HELP! Must choose language!

Roy Smith roy at panix.com
Mon Dec 30 10:13:22 EST 2002


Cameron Laird <claird at phaseit.net> wrote:
> C++ is a poor vehicle for communicating concepts, in
> comparison with Python, ML, Eiffel, or Scheme, say,
> and it's undeniably far harder to learn than C, let
> alone Python, Smalltalk, ...

I'll agree with that 100%.

I know (or have known) a bunch of languages; Basic, Fortran, C,
various assemblers, lisp, Python, TCL, Perl, Hypercard, NewtonTalk (or
whatever it was that you programmed the Apple Newton in), SQL,
assorted Unix shells, postscript, HP-41-ish, and probably a few more I
can't think of now.  I like some of them, and dislike others, but I've
never seen one which was as complex to learn as C++.

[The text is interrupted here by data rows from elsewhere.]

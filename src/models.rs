use chrono::NaiveDate;
use sqlx::FromRow;

#[derive(Debug, Clone, FromRow)]
pub struct User {
    pub id: i64,
    pub telegram_id: i64,
    pub timezone: String,
    pub notify_morning_time: String,
    pub notify_evening_time: String,
    pub morning_reminder_interval_minutes: i64,
    pub morning_reminder_max_attempts: i64,
    pub onboarding_tz_confirmed: bool,
    pub onboarding_morning_confirmed: bool,
    pub onboarding_evening_confirmed: bool,
}

impl User {
    pub fn onboarded(&self) -> bool {
        self.onboarding_tz_confirmed && self.onboarding_morning_confirmed && self.onboarding_evening_confirmed
    }
}

#[derive(Debug, Clone, FromRow)]
pub struct Plan {
    pub id: i64,
    pub user_id: i64,
    pub plan_date: NaiveDate,
}

#[derive(Debug, Clone, FromRow)]
pub struct Task {
    pub id: i64,
    pub plan_id: i64,
    pub position: i64,
    pub text: String,
}

#[derive(Debug, Clone, Copy, PartialEq, Eq)]
pub enum TaskStatusValue {
    Pending,
    Done,
    Partial,
    Failed,
}

impl TaskStatusValue {
    pub fn as_str(self) -> &'static str {
        match self {
            TaskStatusValue::Pending => "pending",
            TaskStatusValue::Done => "done",
            TaskStatusValue::Partial => "partial",
            TaskStatusValue::Failed => "failed",
        }
    }

    pub fn parse(s: &str) -> Option<Self> {
        match s {
            "pending" => Some(TaskStatusValue::Pending),
            "done" => Some(TaskStatusValue::Done),
            "partial" => Some(TaskStatusValue::Partial),
            "failed" => Some(TaskStatusValue::Failed),
            _ => None,
        }
    }
}

#[derive(Debug, Clone, FromRow)]
pub struct TaskStatusRow {
    pub id: i64,
    pub task_id: i64,
    pub status: String,
    pub comment: Option<String>,
    pub responded_at: Option<String>,
}

#[derive(Debug, Clone, FromRow)]
pub struct NotificationRecord {
    pub id: i64,
    pub user_id: i64,
    pub channel: String,
    pub local_date: String,
    pub kind: String,
    pub outcome: String,
    pub attempt: i64,
    pub payload: String,
    pub created_at: String,
}

#[derive(Debug, Clone, FromRow)]
pub struct CustomReminder {
    pub id: i64,
    pub user_id: i64,
    pub time_of_day: String,
    pub day_of_month: Option<i64>,
    pub description: String,
    pub repeat_interval_minutes: i64,
    pub max_attempts_per_day: i64,
    pub cycle_local_date: Option<String>,
    pub attempts_sent_today: i64,
    pub done_today: bool,
    pub next_fire_at_utc: Option<chrono::NaiveDateTime>,
    pub last_sent_at_utc: Option<chrono::NaiveDateTime>,
    pub locked_until_utc: Option<chrono::NaiveDateTime>,
    pub enabled: bool,
}
mod auth;
mod cli;
mod config;
mod daemon;
mod db;
mod error;
mod fsm;
mod jobqueue;
mod ledger;
mod models;
mod plan;
mod poller;
mod reminder_dispatcher;
mod reminders;
mod render;
mod router;
mod senders;
mod server;
mod store;
mod telegram_client;
mod telegram_types;
mod ticker;
mod time_zone;

use anyhow::{Context, Result};
use clap::Parser;
use tracing::info;

use crate::cli::{Cli, Commands};
use crate::config::{load_config, validate_config};

#[tokio::main]
async fn main() -> Result<()> {
    let cli = Cli::parse();

    let config = load_config(&cli.config).with_context(|| format!("loading config from {}", cli.config.display()))?;

    let filter = tracing_subscriber::EnvFilter::try_from_default_env().unwrap_or_else(|_| tracing_subscriber::EnvFilter::new(&config.daylog.log_level));
    tracing_subscriber::fmt().with_env_filter(filter).init();

    info!(config_path = %cli.config.display(), "config loaded");

    validate_config(&config).context("config validation failed")?;
    info!("config validated successfully");

    match cli.command {
        Some(Commands::Validate) => {
            println!("Configuration is valid.");
        }
        None => {
            daemon::run(config).await?;
        }
    }

    Ok(())
}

I've made a few attempts to teach myself C++ over the years, all of
them have been failures.  I'm currently in the middle of a much more
serious attempt, this time with the advantage of having a couple of
experts around to pester with questions.  I think I'm finally getting
it now, but progress is horribly slow.

The problem is, I never feel like I'm programing the *problem*, I
always feel like I'm programming the *language*.  I design a fairly
simple class which would take me an hour to write and debug in Python
and find myself spending days fighting with syntactical complexities
and struggling to figure out bizarre error messages.  Special cases
and surprises abound, which makes it very difficult to generalize
anything I've already learned.  Here's one that bit me just the other
day.

Call a function with 2 args: function (arg1, arg2);
Call a function with no args: function ();
Define an object with 2 initializers: myClass o (init1, init2);

Now, try to generalize that to defining an object with no
initializers.  Obviously, I wrote: myClass o();

Well, heck, it turns out what I really did was to declare a function
called o which take no arguments and returns an object of type
myClass.  I didn't get an error message until the first time I tried
to use the object, and then the message was so mind-bogglingly bizarre
I had no clue what I did wrong.

Bletch.

Please don't try and learn C++ as a first language.  Even if it
doesn't completely turn you off to programming, it'll poison your mind
as to how things "should be".

There is one and only one reason I'm forcing myself to learn C++ now,
and that's because in the current job market, it seems like you can't
even get an interview if you don't have it or Java on your resume, and
this seems like the lesser of two evils.